On Monday, the governor announced a $2 million dollar grant from the Federal Substance Abuse and Mental Health Services Administration. The money will go through Virginia’s 40 Community Service Boards and the Virginia Hospital and Health Care Association to help healthcare workers also in need of behavioral health treatment.
The CDC said that people most stressed during this time are health care workers, teens and children and those with mental health conditions or problems with substance abuse.
Shatara Price, with Chesterfield-based mental health service provicer Simple Intervention, said the pandemic crisis is especially difficult for those with underlying mental health issues.
“For someone who deals with anxiety or depression or even paranoia, that is heightened times 10,” Price said.

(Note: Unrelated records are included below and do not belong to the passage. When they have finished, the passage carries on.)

//! A link (node) of the external graph store.

use serde::{Deserialize, Serialize};
use serde_json::Value;

/// Identifier of a link in the graph store. `0` never names a real link.
pub type LinkId = u64;

/// Value payload attached to a link.
#[derive(Debug, Clone, PartialEq, Serialize, Deserialize)]
pub struct LinkValue {
  pub value: Value,
}

/// A link of the graph store. Read-only to this crate.
#[derive(Debug, Clone, PartialEq, Serialize, Deserialize)]
pub struct Link {
  pub id: LinkId,
  #[serde(default)]
  pub type_id: LinkId,
  #[serde(default)]
  pub from_id: LinkId,
  #[serde(default)]
  pub to_id: LinkId,
  #[serde(default)]
  pub value: Option<LinkValue>,
}

impl Link {
  pub fn new(id: LinkId, type_id: LinkId) -> Self {
    Self {
      id,
      type_id,
      from_id: 0,
      to_id: 0,
      value: None,
    }
  }

  /// Link connecting `from_id` to `to_id`.
  pub fn connecting(id: LinkId, type_id: LinkId, from_id: LinkId, to_id: LinkId) -> Self {
    Self {
      id,
      type_id,
      from_id,
      to_id,
      value: None,
    }
  }

  pub fn with_value(mut self, value: impl Into<Value>) -> Self {
    self.value = Some(LinkValue {
      value: value.into(),
    });
    self
  }

  /// Text held in `.value.value`, if it is a non-empty string.
  pub fn text(&self) -> Option<&str> {
    self
      .value
      .as_ref()
      .and_then(|v| v.value.as_str())
      .filter(|s| !s.is_empty())
  }
}
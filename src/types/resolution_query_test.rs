//! Tests for `ResolutionQuery`.

use super::{HandlerSelector, ResolutionQuery};
use crate::config::EngineConfig;

fn config() -> EngineConfig {
  EngineConfig {
    execution_provider_id: 11,
    isolation_provider_id: 12,
    context_type_id: 13,
    ..EngineConfig::default()
  }
}

#[test]
fn handler_id_builds_exact_query_only() {
  let q = ResolutionQuery::for_inputs(&config(), Some(7), &[1, 2, 3]);
  assert_eq!(q.selector, HandlerSelector::Exact(7));
  assert!(q.is_exact());
  assert_eq!(q.execution_provider_id, 11);
  assert_eq!(q.isolation_provider_id, 12);
}

#[test]
fn missing_handler_id_builds_context_query() {
  let q = ResolutionQuery::for_inputs(&config(), None, &[1, 2]);
  assert!(!q.is_exact());
  assert_eq!(
    q.selector,
    HandlerSelector::Context {
      type_id: 13,
      from_ids: vec![1, 2],
    }
  );
}

#[test]
fn serializes_selector_tag() {
  let q = ResolutionQuery::exact(&config(), 7);
  let json = serde_json::to_value(&q).unwrap();
  assert_eq!(json["selector"]["exact"], 7);
}
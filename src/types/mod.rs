//! Core types of the handler engine: store links, handler rows, resolution
//! queries, evaluated values and render props.

mod handler_record;
mod handler_value;
mod link;
mod render_props;
#[cfg(test)]
mod render_props_test;
mod rendered;
mod resolution_query;
#[cfg(test)]
mod resolution_query_test;

pub use handler_record::HandlerRecord;
pub use handler_value::{Component, HandlerValue, RenderOutput};
pub use link::{Link, LinkId, LinkValue};
pub use render_props::{OnClose, RenderProps};
pub use rendered::Rendered;
pub use resolution_query::{HandlerSelector, ResolutionQuery};
//! Tests for `RenderProps`.

use std::sync::Arc;
use std::sync::atomic::{AtomicBool, Ordering};

use serde_json::{Map, Value, json};

use super::RenderProps;

fn style(v: Value) -> Map<String, Value> {
  v.as_object().cloned().unwrap()
}

#[test]
fn fill_size_adds_full_size_style() {
  let p = RenderProps::new().fill_size(true).normalized();
  assert_eq!(p["fillSize"], json!(true));
  assert_eq!(p["style"], json!({"width": "100%", "height": "100%"}));
}

#[test]
fn no_fill_size_leaves_style_empty() {
  let p = RenderProps::new().normalized();
  assert_eq!(p["fillSize"], json!(false));
  assert_eq!(p["style"], json!({}));
}

#[test]
fn explicit_style_wins_over_fill_style() {
  let p = RenderProps::new()
    .fill_size(true)
    .style(style(json!({"height": "50px", "color": "red"})))
    .normalized();
  assert_eq!(
    p["style"],
    json!({"width": "100%", "height": "50px", "color": "red"})
  );
}

#[test]
fn explicit_style_without_fill_size() {
  let p = RenderProps::new()
    .style(style(json!({"width": "10px"})))
    .normalized();
  assert_eq!(p["style"], json!({"width": "10px"}));
}

#[test]
fn extra_props_are_kept() {
  let p = RenderProps::new().prop("title", "hi").prop("n", 3).normalized();
  assert_eq!(p["title"], json!("hi"));
  assert_eq!(p["n"], json!(3));
}

#[test]
fn from_json_routes_reserved_keys() {
  let props = RenderProps::from_json(json!({
    "fillSize": true,
    "style": {"color": "blue"},
    "onClose": "ignored",
    "label": "x"
  }));
  assert!(props.fill_size);
  assert_eq!(props.style, Some(style(json!({"color": "blue"}))));
  assert!(!props.extra.contains_key("onClose"));
  assert_eq!(props.extra.get("label"), Some(&json!("x")));
}

#[test]
fn from_json_non_object_is_default() {
  let props = RenderProps::from_json(json!([1, 2]));
  assert!(!props.fill_size);
  assert!(props.extra.is_empty());
}

#[test]
fn on_close_is_callable() {
  let fired = Arc::new(AtomicBool::new(false));
  let f = fired.clone();
  let props = RenderProps::new().on_close(move || f.store(true, Ordering::SeqCst));
  (props.on_close.unwrap())();
  assert!(fired.load(Ordering::SeqCst));
}
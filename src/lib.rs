//! # client-handler
//!
//! Runs user-authored handler code held in a graph store and renders what it
//! produces.
//!
//! ## Architecture
//!
//! A client handler resolves which handler applies (by explicit id or by
//! context nodes), subscribes to the link holding its source text, evaluates
//! every version in a sandboxed JavaScript runtime and mounts the latest
//! accepted component:
//!
//! ```text
//! HandlerResolver → subscribe_source → EvaluationPipeline → JsEvaluator (+ ModuleRegistry) → mount
//! ```
//!
//! Faults of handler code are contained: users see empty placeholders, never
//! raw errors.

pub(crate) mod builtins;
pub mod client_handler;
pub mod config;
pub mod error;
pub mod evaluator;
pub(crate) mod js_runtime;
pub mod pipeline;
#[cfg(test)]
mod pipeline_test;
pub mod registry;
pub mod render;
pub mod resolver;
#[cfg(test)]
mod resolver_test;
pub mod store;
pub mod subscriber;
pub mod types;

pub use client_handler::{ClientHandler, ClientHandlerHandle, ClientHandlerProps};
pub use config::EngineConfig;
pub use error::{ConfigError, EvalError, ModuleNotFoundError, RenderFault, ResolveError, StoreError};
pub use evaluator::{EvalInput, EvalOutcome, Evaluator, JsEvaluator, SandboxLimits};
pub use js_runtime::JsComponent;
pub use pipeline::{EvaluationPipeline, PipelineState};
pub use registry::{Capability, ModuleRegistry, ModuleRegistryBuilder};
pub use render::{mount, mount_within};
pub use resolver::{HandlerResolver, ResolveInputs, ResolverState};
pub use store::{GraphStore, HandlerRow, LinkSubscription, MemoryStore, StoreSnapshot};
pub use subscriber::{SourceSubscription, subscribe_source};
pub use types::{
  Component, HandlerRecord, HandlerValue, Link, LinkId, RenderProps, Rendered, ResolutionQuery,
};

The private company Simple Intervention is a community mental health agency that works with Community Service Boards to help connect adults and children with needed mental and behavioral health care services. Most of the agency’s clients are low income and rely on Medicaid services.
The agency usually connects with about 100 clients a month, but since the pandemic started, the need has nearly doubled.
Price says several people don’t have access to their normal providers during this time.
“Nine times out of ten they don’t have access to their resources, so usually they are going to day programs, they are going to groups, they’re going out in the community where they’re able to use that support system,” Price said. “So when they’re by themselves they are up to their own vices and someone who is early on in treatment usually struggles more.”
Simple Intervention recently purchased 30 new tablets in order to enable licensed therapists to provide services via telehealth. Along with mental health services, the agency is also able to connect clients to food banks and housing resources.
While more tablets and wireless devices are needed, Price says it’s a good start to addressing the growing mental and behavioral health care crisis that will likely grow worse in the coming weeks.
“We’re able to let them know that their progress isn’t going to stop just because of what’s going on with the pandemic,” Price says.
Along with assisting Community Service Boards and hospitals, Governor Northam says the grant money will also be used to provide medication assisted treatment for drug addicts, along with recovery services and recovery housing.